3.2 Het derde onderdeel keert zich tegen de door de ondernemingskamer aan haar beslissing ten grondslag gelegde, en in haar eerdere beschikking van 30 juni 2004 inzake DecideWise International (LJN AR 1240; JOR 2004, 231) al uitgesproken opvatting dat de kosten als bedoeld in art. 2:350 lid 3 BW zonder meer als boedelschuld hebben te gelden in het faillissement van de rechtspersoon ten aanzien waarvan een onderzoek als bedoeld in art. 2:345 BW is bevolen. Deze opvatting heeft de Hoge Raad in zijn beschikking in de genoemde zaak van 24 juni 2005, nr. R04/109 (OK 113), NJ 2005, 382, onjuist bevonden. Het onderdeel slaagt derhalve.

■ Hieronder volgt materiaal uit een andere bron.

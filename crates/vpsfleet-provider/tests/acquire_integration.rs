//! Acquisition flow against the fake vendor

mod support;

use chrono::{DateTime, Utc};
use support::{fake_provider, fast};
use vpsfleet_common::BatchId;
use vpsfleet_provider::error::{Error, Phase};
use vpsfleet_provider::{AcquireOptions, Batch, ServerProvider};

/// Check every server of a batch against a fresh listing.
async fn validate_batch(
    provider: &ServerProvider,
    batch: &Batch,
    name: &str,
    window: (DateTime<Utc>, DateTime<Utc>),
) {
    assert!(BatchId::parse(&batch.batch_id).is_some());

    let listing = provider.list(Some(&batch.batch_id)).await.unwrap();
    assert_eq!(listing.servers.len(), batch.servers.len());

    for server in &batch.servers {
        assert_eq!(server.batch_id, batch.batch_id);
        assert_eq!(
            server.raw_info["label"],
            format!("{}-{}", name, server.id).as_str()
        );
        assert!(server.ip.as_deref().unwrap().starts_with("192.168."));
        assert!(
            server.created_at >= window.0 && server.created_at <= window.1,
            "created_at {} outside window",
            server.created_at
        );
        assert!(server.age.contains("seconds"));

        let listed = listing
            .servers
            .iter()
            .find(|s| s.id == server.id)
            .expect("acquired server missing from listing");
        assert_eq!(listed.ip, server.ip);
        assert_eq!(listed.batch_id, server.batch_id);
        assert_eq!(listed.created_at, server.created_at);
    }
}

#[tokio::test]
async fn acquires_and_releases_a_single_server() {
    let (_api, provider) = fake_provider();

    let before = Utc::now();
    let batch = provider.acquire(1, fast()).await.unwrap();
    let after = Utc::now();

    assert_eq!(batch.servers.len(), 1);
    assert_eq!(provider.list(None).await.unwrap().servers.len(), 1);
    validate_batch(&provider, &batch, "test", (before, after)).await;

    provider.release(&batch.batch_id).await.unwrap();
    assert!(provider.list(None).await.unwrap().servers.is_empty());
}

#[tokio::test]
async fn acquires_and_releases_three_batches() {
    let (_api, provider) = fake_provider();

    let t0 = Utc::now();
    let batch1 = provider
        .acquire(
            5,
            AcquireOptions {
                name: Some("a".to_string()),
                ..fast()
            },
        )
        .await
        .unwrap();
    assert_eq!(provider.list(None).await.unwrap().servers.len(), 5);

    let t1 = Utc::now();
    let batch2 = provider.acquire(2, fast()).await.unwrap();
    assert_eq!(provider.list(None).await.unwrap().servers.len(), 7);

    let t2 = Utc::now();
    let batch3 = provider
        .acquire(
            4,
            AcquireOptions {
                name: Some("test-server".to_string()),
                ..fast()
            },
        )
        .await
        .unwrap();
    let t3 = Utc::now();
    assert_eq!(provider.list(None).await.unwrap().servers.len(), 11);

    assert_ne!(batch1.batch_id, batch2.batch_id);
    assert_ne!(batch2.batch_id, batch3.batch_id);

    validate_batch(&provider, &batch1, "a", (t0, t1)).await;
    validate_batch(&provider, &batch2, "test", (t1, t2)).await;
    validate_batch(&provider, &batch3, "test-server", (t2, t3)).await;

    let report = provider.release(&batch2.batch_id).await.unwrap();
    assert_eq!(report.errors, 0);
    assert_eq!(report.servers.len(), 2);
    assert_eq!(provider.list(None).await.unwrap().servers.len(), 9);
    validate_batch(&provider, &batch1, "a", (t0, t1)).await;
    validate_batch(&provider, &batch3, "test-server", (t2, t3)).await;

    provider.release(&batch1.batch_id).await.unwrap();
    assert_eq!(provider.list(None).await.unwrap().servers.len(), 4);

    provider.release(&batch3.batch_id).await.unwrap();
    assert!(provider.list(None).await.unwrap().servers.is_empty());
}

#[tokio::test]
async fn rolls_back_every_created_server_when_boot_configs_fail() {
    let (api, provider) = fake_provider();

    let batch1 = provider
        .acquire(
            5,
            AcquireOptions {
                name: Some("a".to_string()),
                ..fast()
            },
        )
        .await
        .unwrap();
    let batch2 = provider.acquire(7, fast()).await.unwrap();
    assert_eq!(provider.list(None).await.unwrap().servers.len(), 12);

    // Servers created once the store holds 15 reject boot configuration, so
    // part of the next batch fails mid-workflow.
    api.reject_boot_configs_when_store_reaches(15);

    let error = provider.acquire(8, fast()).await.unwrap_err();
    match &error {
        Error::Batch { phase, failures } => {
            assert_eq!(*phase, Phase::Configs);
            assert!(!failures.is_empty());
        }
        other => panic!("expected a configs batch error, got {other:?}"),
    }

    // The failed batch is gone entirely; the surviving batches are intact.
    assert_eq!(provider.list(None).await.unwrap().servers.len(), 12);
    assert_eq!(api.server_count(), 12);
    assert_eq!(
        provider
            .list(Some(&batch1.batch_id))
            .await
            .unwrap()
            .servers
            .len(),
        5
    );
    assert_eq!(
        provider
            .list(Some(&batch2.batch_id))
            .await
            .unwrap()
            .servers
            .len(),
        7
    );
}

#[tokio::test]
async fn rolls_back_when_a_boot_job_reports_failure() {
    let (api, provider) = fake_provider();

    api.fail_next_boot_job();
    let error = provider.acquire(2, fast()).await.unwrap_err();
    match &error {
        Error::Batch { phase, failures } => {
            assert_eq!(*phase, Phase::AwaitJobs);
            assert_eq!(failures.len(), 1);
        }
        other => panic!("expected an await-jobs batch error, got {other:?}"),
    }

    // Both created servers were rolled back even though only one job failed.
    assert!(provider.list(None).await.unwrap().servers.is_empty());
    assert_eq!(api.server_count(), 0);
}

#[tokio::test]
async fn rejects_unsupported_options() {
    let (_api, provider) = fake_provider();

    let error = provider
        .acquire(
            1,
            AcquireOptions {
                size: Some("64gb".to_string()),
                ..fast()
            },
        )
        .await
        .unwrap_err();
    assert!(matches!(error, Error::Validation(_)));

    let error = provider
        .acquire(
            1,
            AcquireOptions {
                image: Some("@plan9".to_string()),
                ..fast()
            },
        )
        .await
        .unwrap_err();
    assert!(matches!(error, Error::Validation(_)));

    let error = provider
        .acquire(
            1,
            AcquireOptions {
                region: Some("mars".to_string()),
                ..fast()
            },
        )
        .await
        .unwrap_err();
    assert!(matches!(error, Error::Validation(_)));

    // Nothing was created along the way
    assert!(provider.list(None).await.unwrap().servers.is_empty());
}

#[tokio::test]
async fn list_rejects_malformed_filter() {
    let (_api, provider) = fake_provider();
    let error = provider.list(Some("not-a-batch-id")).await.unwrap_err();
    assert!(matches!(error, Error::Validation(_)));
}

3.3 Het eerste onderdeel betreft de, in de zaak die heeft geleid tot de zojuist genoemde beschikking van de Hoge Raad niet aan de orde gestelde, vraag of de ondernemingskamer bevoegd is tot het geven van een beschikking als in dit geding verzocht. Aan het verzoekschrift hebben VEB c.s. onder meer (onder 9) ten grondslag gelegd dat de verplichting van de rechtspersoon, en in geval van faillissement de boedel, tot betaling van de kosten van het onderzoek rechtstreeks uit art. 2:350 lid 3 BW voortvloeit en derhalve een boedelschuld is. Aldus werd een zaak als bedoeld in Boek 2 van het Burgerlijk Wetboek aan de ondernemingskamer voorgelegd, tot kennisneming waarvan zij op zichzelf bevoegd was (art. 66 lid 1 RO). Dat deze grondslag op een onjuiste rechtsopvatting berust, doet aan die bevoegdheid niet af. Wel leidt dat ertoe dat - zoals de Hoge Raad in zijn laatstgenoemde beschikking in die, voorzover thans van belang gelijk liggende zaak heeft beslist - verzoekers alsnog in hun verzoek niet-ontvankelijk moeten worden verklaard. Het onderdeel wordt dus tevergeefs voorgesteld.
3.4 Het voorgaande leidt tot de slotsom dat de Hoge Raad ook in dit geding zelf de zaak kan afdoen door VEB c.s. in hun verzoek niet-ontvankelijk te verklaren. Onderdeel 2 behoeft geen behandeling meer.
4. Beslissing
De Hoge Raad:
vernietigt de beschikking van de ondernemingskamer van het gerechtshof te Amsterdam van 22 maart 2005;
verklaart VEB c.s. niet-ontvankelijk in hun verzoek te bepalen dat de curatoren ten genoegen van de onderzoeker zekerheid dienen te stellen voor de betaling van de kosten van het bevolen onderzoek;
veroordeelt VEB c.s. in de kosten van het geding in cassatie, tot op deze uitspraak aan de zijde van de curatoren begroot op € 336,38 aan verschotten en op € 2.200,-- voor salaris.
Deze beschikking is gegeven door de vice-president D.H. Beukenhorst als voorzitter en de raadsheren O. de Savornin Lohman, P.C. Kop, E.J. Numann en W.A.M. van Schendel, en in het openbaar uitgesproken door de raadsheer E.J. Numann op 9 december 2005.